# Input for this task:
=======

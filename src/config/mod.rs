//! Crawl configuration: the [`DownloadConfig`] type and its builder.

pub mod builder;
pub mod types;

pub use builder::DownloadConfigBuilder;
pub use types::DownloadConfig;
//! Utility modules shared across the crate.

pub mod constants;
pub mod url_utils;

pub use constants::*;
pub use url_utils::{canonicalize_url, extract_host, is_fetchable_url, is_same_site};
//! Plain HTTP fetch backend.
//!
//! Streams the response body to a staging file while enforcing the size
//! cap and computing the content hash incrementally, then renames into
//! place. A cap overflow mid-stream drops the staging file; the target is
//! never touched by a failed fetch.

use futures_util::StreamExt;
use log::debug;
use md5::{Digest, Md5};
use tokio::io::AsyncWriteExt;

use super::links::extract_candidate_links;
use super::paywall::looks_like_paywall;
use super::save::{self, FinalizeResult};
use super::types::{FetchOutcome, FetchRequest};
use super::ContentFetcher;
use crate::utils::constants::LINK_SCAN_PREFIX_BYTES;

/// Fetcher backed by a shared `reqwest` client.
#[derive(Debug, Clone)]
pub struct HttpFetcher {
    client: reqwest::Client,
}

impl HttpFetcher {
    #[must_use]
    pub fn new(client: reqwest::Client) -> Self {
        Self { client }
    }
}

impl ContentFetcher for HttpFetcher {
    async fn fetch(&self, request: &FetchRequest) -> FetchOutcome {
        let response = match self
            .client
            .get(&request.url)
            .timeout(request.timeout)
            .send()
            .await
        {
            Ok(response) => response,
            Err(e) => {
                let status = e.status().map(|s| s.as_u16());
                return FetchOutcome::failed_request(format!("request failed: {e}"), status);
            }
        };

        let http_status = response.status().as_u16();
        if !response.status().is_success() {
            return FetchOutcome::failed_request(
                format!("HTTP status {http_status}"),
                Some(http_status),
            );
        }

        // Pre-check the advertised length; the running counter below
        // still guards against servers that lie or omit it.
        if let Some(length) = response.content_length()
            && length > request.max_size
        {
            return FetchOutcome::failed_request(
                format!(
                    "content length {length} exceeds limit of {} bytes",
                    request.max_size
                ),
                Some(http_status),
            );
        }

        let staged = match save::staging_file(&request.target_path) {
            Ok(file) => file,
            Err(e) => return FetchOutcome::failed_internal(format!("{e:#}")),
        };
        // Chunks go through an async handle on the staged path so body
        // writes never block the worker's event-loop thread.
        let mut staged_writer = match tokio::fs::OpenOptions::new()
            .write(true)
            .open(staged.path())
            .await
        {
            Ok(file) => file,
            Err(e) => {
                return FetchOutcome::failed_internal(format!(
                    "failed to open staged file for writing: {e}"
                ));
            }
        };

        let mut hasher = Md5::new();
        let mut total_bytes: u64 = 0;
        let mut scan_prefix: Vec<u8> = Vec::new();
        let mut stream = response.bytes_stream();

        while let Some(chunk) = stream.next().await {
            let chunk = match chunk {
                Ok(chunk) => chunk,
                Err(e) => {
                    return FetchOutcome::failed_request(
                        format!("body read failed: {e}"),
                        Some(http_status),
                    );
                }
            };

            total_bytes += chunk.len() as u64;
            if total_bytes > request.max_size {
                // Staging file is dropped (and removed) here; no partial
                // file appears at the target path.
                debug!(
                    target: "docmirror::fetch",
                    "aborting {}: exceeded {} bytes mid-stream",
                    request.url, request.max_size
                );
                return FetchOutcome::failed_request(
                    format!("download exceeded size limit of {} bytes", request.max_size),
                    Some(http_status),
                );
            }

            hasher.update(&chunk);
            if scan_prefix.len() < LINK_SCAN_PREFIX_BYTES {
                let take = (LINK_SCAN_PREFIX_BYTES - scan_prefix.len()).min(chunk.len());
                scan_prefix.extend_from_slice(&chunk[..take]);
            }
            if let Err(e) = staged_writer.write_all(&chunk).await {
                return FetchOutcome::failed_internal(format!(
                    "failed to write staged content: {e}"
                ));
            }
        }

        if let Err(e) = staged_writer.flush().await {
            return FetchOutcome::failed_internal(format!("failed to flush staged content: {e}"));
        }
        drop(staged_writer);

        let md5_hex = hex::encode(hasher.finalize());
        let scanned = String::from_utf8_lossy(&scan_prefix);

        if looks_like_paywall(&scanned) {
            return FetchOutcome::failed_paywall(
                "content matched paywall/login heuristics",
                Some(http_status),
            );
        }

        match save::finalize(staged, &request.target_path, request.overwrite) {
            Ok(FinalizeResult::Written(path)) => FetchOutcome::success(
                path,
                md5_hex,
                Some(http_status),
                extract_candidate_links(&scanned),
            ),
            Ok(FinalizeResult::SkippedExisting(path)) => FetchOutcome::skipped_existing(path),
            Err(e) => FetchOutcome::failed_internal(format!("{e:#}")),
        }
    }
}
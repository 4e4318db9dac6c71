//! Core configuration types for recursive downloads.
//!
//! `DownloadConfig` carries every parameter of one crawl. Fields are
//! private; getters apply defaults so the rest of the crate never deals
//! with `Option` plumbing.

use std::path::PathBuf;
use std::time::Duration;

use serde::{Deserialize, Serialize};

use crate::utils::constants::{
    DEFAULT_BROWSER_TIMEOUT_SECS, DEFAULT_MAX_CONCURRENCY, DEFAULT_MAX_FILE_SIZE,
    DEFAULT_REQUEST_TIMEOUT_SECS,
};

/// Configuration for one crawl.
#[derive(Debug, Clone, Serialize, Deserialize)]
pub struct DownloadConfig {
    /// URL the crawl starts from.
    pub(crate) start_url: String,

    /// Filesystem-safe token identifying this crawl; names the index
    /// file and the content subdirectory. Validated in the builder.
    pub(crate) crawl_id: String,

    /// Base directory for all crawl output.
    ///
    /// **INVARIANT:** Always an absolute path (normalized in builder).
    pub(crate) base_dir: PathBuf,

    /// Inclusive recursion depth bound: pages at exactly this depth are
    /// fetched, only recursion beyond it is suppressed.
    pub(crate) max_depth: u8,

    /// Whether pre-existing target files may be replaced.
    pub(crate) overwrite: bool,

    /// Select the browser-rendered backend instead of plain HTTP.
    pub(crate) use_browser: bool,

    /// Run the browser headless. Forced on in release builds.
    pub(crate) headless: bool,

    /// Follow links on subdomains of the start host.
    pub(crate) allow_subdomains: bool,

    /// Optional cap on total pages dispatched in this crawl.
    pub(crate) limit: Option<usize>,

    pub(crate) request_timeout_secs: Option<u64>,
    pub(crate) browser_timeout_secs: Option<u64>,

    /// Extra wait after DOM ready for script-driven rendering, browser
    /// backend only.
    pub(crate) render_delay_ms: Option<u64>,

    pub(crate) max_file_size: Option<u64>,
    pub(crate) max_concurrency: Option<usize>,

    /// Hosts admitted past the SSRF guard. Test infrastructure only;
    /// never set by default.
    pub(crate) ssrf_test_allowlist: Option<Vec<String>>,
}

impl DownloadConfig {
    #[must_use]
    pub fn start_url(&self) -> &str {
        &self.start_url
    }

    #[must_use]
    pub fn crawl_id(&self) -> &str {
        &self.crawl_id
    }

    #[must_use]
    pub fn base_dir(&self) -> &PathBuf {
        &self.base_dir
    }

    #[must_use]
    pub fn max_depth(&self) -> u8 {
        self.max_depth
    }

    #[must_use]
    pub fn overwrite(&self) -> bool {
        self.overwrite
    }

    #[must_use]
    pub fn use_browser(&self) -> bool {
        self.use_browser
    }

    #[must_use]
    pub fn headless(&self) -> bool {
        self.headless
    }

    #[must_use]
    pub fn allow_subdomains(&self) -> bool {
        self.allow_subdomains
    }

    #[must_use]
    pub fn limit(&self) -> Option<usize> {
        self.limit
    }

    #[must_use]
    pub fn request_timeout(&self) -> Duration {
        Duration::from_secs(
            self.request_timeout_secs
                .unwrap_or(DEFAULT_REQUEST_TIMEOUT_SECS),
        )
    }

    #[must_use]
    pub fn browser_timeout(&self) -> Duration {
        Duration::from_secs(
            self.browser_timeout_secs
                .unwrap_or(DEFAULT_BROWSER_TIMEOUT_SECS),
        )
    }

    /// Timeout applied to a single fetch attempt on the active backend.
    #[must_use]
    pub fn fetch_timeout(&self) -> Duration {
        if self.use_browser {
            self.browser_timeout()
        } else {
            self.request_timeout()
        }
    }

    #[must_use]
    pub fn render_delay(&self) -> Option<Duration> {
        self.render_delay_ms.map(Duration::from_millis)
    }

    #[must_use]
    pub fn max_file_size(&self) -> u64 {
        self.max_file_size.unwrap_or(DEFAULT_MAX_FILE_SIZE)
    }

    #[must_use]
    pub fn max_concurrency(&self) -> usize {
        self.max_concurrency
            .unwrap_or(DEFAULT_MAX_CONCURRENCY)
            .max(1)
    }

    #[must_use]
    pub fn ssrf_test_allowlist(&self) -> Option<&[String]> {
        self.ssrf_test_allowlist.as_deref()
    }

    /// Path of this crawl's JSONL index file:
    /// `<base>/index/<crawl_id>.jsonl`.
    #[must_use]
    pub fn index_file_path(&self) -> PathBuf {
        self.base_dir
            .join("index")
            .join(format!("{}.jsonl", self.crawl_id))
    }

    /// Root directory for this crawl's mirrored content:
    /// `<base>/content/<crawl_id>/`.
    #[must_use]
    pub fn content_root(&self) -> PathBuf {
        self.base_dir.join("content").join(&self.crawl_id)
    }
}
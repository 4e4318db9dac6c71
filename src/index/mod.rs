//! The crawl's audit trail: one JSONL record per processed URL.

pub mod record;
pub mod writer;

pub use record::{FetchStatus, IndexRecord};
pub use writer::IndexWriter;
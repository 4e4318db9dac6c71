//! The crawl scheduler.
//!
//! `start_recursive_download` owns one crawl end to end: it validates the
//! start URL, opens the index, selects a fetch backend, then drives a
//! bounded pool of workers over the frontier until it drains. Setup
//! failures are fatal and typed; anything that goes wrong for an
//! individual URL is recorded in the index and the crawl keeps going.

use std::path::PathBuf;
use std::sync::Arc;
use std::sync::atomic::Ordering;

use futures::StreamExt;
use futures::stream::FuturesUnordered;
use log::{error, info, warn};
use thiserror::Error;
use tokio::task::JoinHandle;

use super::frontier::{Frontier, QueueItem};
use super::process::{self, CrawlContext, CrawlStats};
use crate::browser_setup;
use crate::config::DownloadConfig;
use crate::fetch::{BrowserFetcher, BrowserLimiter, Fetcher, HttpFetcher};
use crate::guards::{RobotsChecker, SsrfGuard};
use crate::index::IndexWriter;
use crate::utils::constants::{MAX_REDIRECTS, ROBOTS_AGENT_TOKEN, USER_AGENT};
use crate::utils::{canonicalize_url, extract_host};

/// Fatal crawl-setup errors. Once the crawl is running, per-URL problems
/// go to the index instead of surfacing here.
#[derive(Debug, Error)]
pub enum DownloadError {
    #[error("invalid start URL {url:?}: {reason}")]
    InvalidStartUrl { url: String, reason: String },

    #[error("failed to create output directory {path}: {source}")]
    CreateDirs {
        path: PathBuf,
        source: std::io::Error,
    },

    #[error("failed to open index file: {0}")]
    IndexOpen(#[source] anyhow::Error),

    #[error("failed to build HTTP client: {0}")]
    HttpClient(#[from] reqwest::Error),

    #[error("failed to launch browser: {0}")]
    BrowserLaunch(#[source] anyhow::Error),
}

/// Run one recursive documentation download to completion.
///
/// The returned `Ok(())` means the crawl ran and the index is complete;
/// it says nothing about how many individual pages succeeded. The
/// `browser_limiter` is shared by the caller across crawls so total
/// browser work in the process stays bounded.
pub async fn start_recursive_download(
    config: DownloadConfig,
    browser_limiter: Arc<BrowserLimiter>,
) -> Result<(), DownloadError> {
    let start_canonical = canonicalize_url(config.start_url()).map_err(|e| {
        DownloadError::InvalidStartUrl {
            url: config.start_url().to_string(),
            reason: e.to_string(),
        }
    })?;
    let start_host =
        extract_host(&start_canonical).map_err(|e| DownloadError::InvalidStartUrl {
            url: config.start_url().to_string(),
            reason: format!("{e:#}"),
        })?;

    let content_root = config.content_root();
    std::fs::create_dir_all(&content_root).map_err(|source| DownloadError::CreateDirs {
        path: content_root.clone(),
        source,
    })?;
    let index_path = config.index_file_path();
    if let Some(index_dir) = index_path.parent() {
        std::fs::create_dir_all(index_dir).map_err(|source| DownloadError::CreateDirs {
            path: index_dir.to_path_buf(),
            source,
        })?;
    }

    let (index, index_task) = IndexWriter::spawn(&index_path)
        .await
        .map_err(DownloadError::IndexOpen)?;

    let ssrf_guard = Arc::new(match config.ssrf_test_allowlist() {
        Some(hosts) => SsrfGuard::with_test_allowlist(hosts.iter().cloned()),
        None => SsrfGuard::new(),
    });

    // The pre-fetch SSRF gate sees only the dequeued URL; each redirect
    // hop is screened here so a public host cannot 302 into a private
    // address. The policy callback is synchronous, so the screen covers
    // name patterns and IP literals (no DNS per hop).
    let redirect_guard = Arc::clone(&ssrf_guard);
    let client = reqwest::Client::builder()
        .user_agent(USER_AGENT)
        .redirect(reqwest::redirect::Policy::custom(move |attempt| {
            if attempt.previous().len() > MAX_REDIRECTS {
                return attempt.error("too many redirects");
            }
            if redirect_guard.classify_host_literal(attempt.url()) == Some(true) {
                return attempt.error("redirect targets a private or internal address");
            }
            attempt.follow()
        }))
        .build()?;

    // Launched lazily only for browser crawls; carried outside the
    // context so cleanup can reclaim it after workers finish.
    let mut browser_parts: Option<(Arc<chromiumoxide::Browser>, JoinHandle<()>, PathBuf)> = None;
    let fetcher = if config.use_browser() {
        let profile_dir = std::env::temp_dir().join(format!(
            "docmirror_chrome_{}_{}",
            std::process::id(),
            config.crawl_id()
        ));
        let (browser, handler_task, data_dir) =
            browser_setup::launch_browser(config.headless(), Some(profile_dir))
                .await
                .map_err(DownloadError::BrowserLaunch)?;
        let browser = Arc::new(browser);
        browser_parts = Some((Arc::clone(&browser), handler_task, data_dir));
        Fetcher::Browser(BrowserFetcher::new(
            browser,
            browser_limiter,
            config.render_delay(),
        ))
    } else {
        Fetcher::Http(HttpFetcher::new(client.clone()))
    };

    let ctx = Arc::new(CrawlContext {
        start_host,
        fetcher,
        client,
        ssrf_guard,
        robots: RobotsChecker::new(ROBOTS_AGENT_TOKEN, config.request_timeout()),
        frontier: Frontier::new(),
        index,
        stats: CrawlStats::default(),
        config,
    });

    ctx.frontier.enqueue_if_new(QueueItem {
        original_url: ctx.config.start_url().to_string(),
        canonical_url: start_canonical,
        depth: 0,
    });

    let started_at = std::time::Instant::now();

    info!(
        target: "docmirror::crawl",
        "starting crawl {} from {} (max_depth={}, concurrency={})",
        ctx.config.crawl_id(),
        ctx.config.start_url(),
        ctx.config.max_depth(),
        ctx.config.max_concurrency()
    );

    run_dispatch_loop(&ctx).await;

    let stats_line = format!(
        "{} succeeded, {} skipped, {} failed, {} unique URLs seen in {:.1?}",
        ctx.stats.succeeded.load(Ordering::Relaxed),
        ctx.stats.skipped.load(Ordering::Relaxed),
        ctx.stats.failed.load(Ordering::Relaxed),
        ctx.frontier.visited_count(),
        started_at.elapsed()
    );
    let crawl_id = ctx.config.crawl_id().to_string();

    // Dropping the context releases the last index sender, letting the
    // writer task drain and exit before we report completion.
    drop(ctx);
    if let Err(e) = index_task.await {
        error!(target: "docmirror::index", "index writer task failed: {e}");
    }

    if let Some(parts) = browser_parts {
        cleanup_browser(parts).await;
    }

    info!(target: "docmirror::crawl", "crawl {crawl_id} finished: {stats_line}");
    Ok(())
}

/// Drive workers until the frontier drains or the page limit is reached.
///
/// The in-flight set is refilled up to the concurrency bound whenever a
/// worker finishes, so discovery by running workers keeps feeding the
/// pool without any separate coordinator.
async fn run_dispatch_loop(ctx: &Arc<CrawlContext>) {
    let max_concurrency = ctx.config.max_concurrency();
    let limit = ctx.config.limit();
    let mut dispatched = 0usize;
    let mut active: FuturesUnordered<JoinHandle<()>> = FuturesUnordered::new();

    loop {
        while active.len() < max_concurrency {
            if limit.is_some_and(|cap| dispatched >= cap) {
                break;
            }
            let Some(item) = ctx.frontier.pop() else {
                break;
            };
            dispatched += 1;
            active.push(tokio::spawn(process::process_url(Arc::clone(ctx), item)));
        }

        match active.next().await {
            Some(Ok(())) => {}
            Some(Err(e)) => {
                error!(target: "docmirror::crawl", "crawl worker panicked: {e}");
            }
            None => break,
        }
    }

    if limit.is_some_and(|cap| dispatched >= cap) && !ctx.frontier.is_empty() {
        info!(
            target: "docmirror::crawl",
            "page limit of {dispatched} reached with URLs still queued"
        );
    }
}

/// Shut the browser down and remove its profile directory.
///
/// Best-effort throughout: cleanup problems are logged, never returned.
async fn cleanup_browser((browser, handler_task, data_dir): (Arc<chromiumoxide::Browser>, JoinHandle<()>, PathBuf)) {
    match Arc::try_unwrap(browser) {
        Ok(mut browser) => {
            if let Err(e) = browser.close().await {
                warn!(target: "docmirror::browser", "failed to close browser: {e}");
            }
            if let Err(e) = browser.wait().await {
                warn!(target: "docmirror::browser", "failed waiting for browser exit: {e}");
            }
        }
        Err(_) => {
            warn!(
                target: "docmirror::browser",
                "browser still referenced at cleanup; skipping close"
            );
        }
    }

    handler_task.abort();
    let _ = handler_task.await;

    if let Err(e) = tokio::fs::remove_dir_all(&data_dir).await {
        warn!(
            target: "docmirror::browser",
            "failed to remove browser profile {}: {e}",
            data_dir.display()
        );
    }
}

=======

# The task:
Take every line from the records above that has the word "returned" and copy it.

# Exercise solution:
/// The returned `Ok(())` means the crawl ran and the index is complete;
/// Best-effort throughout: cleanup problems are logged, never returned.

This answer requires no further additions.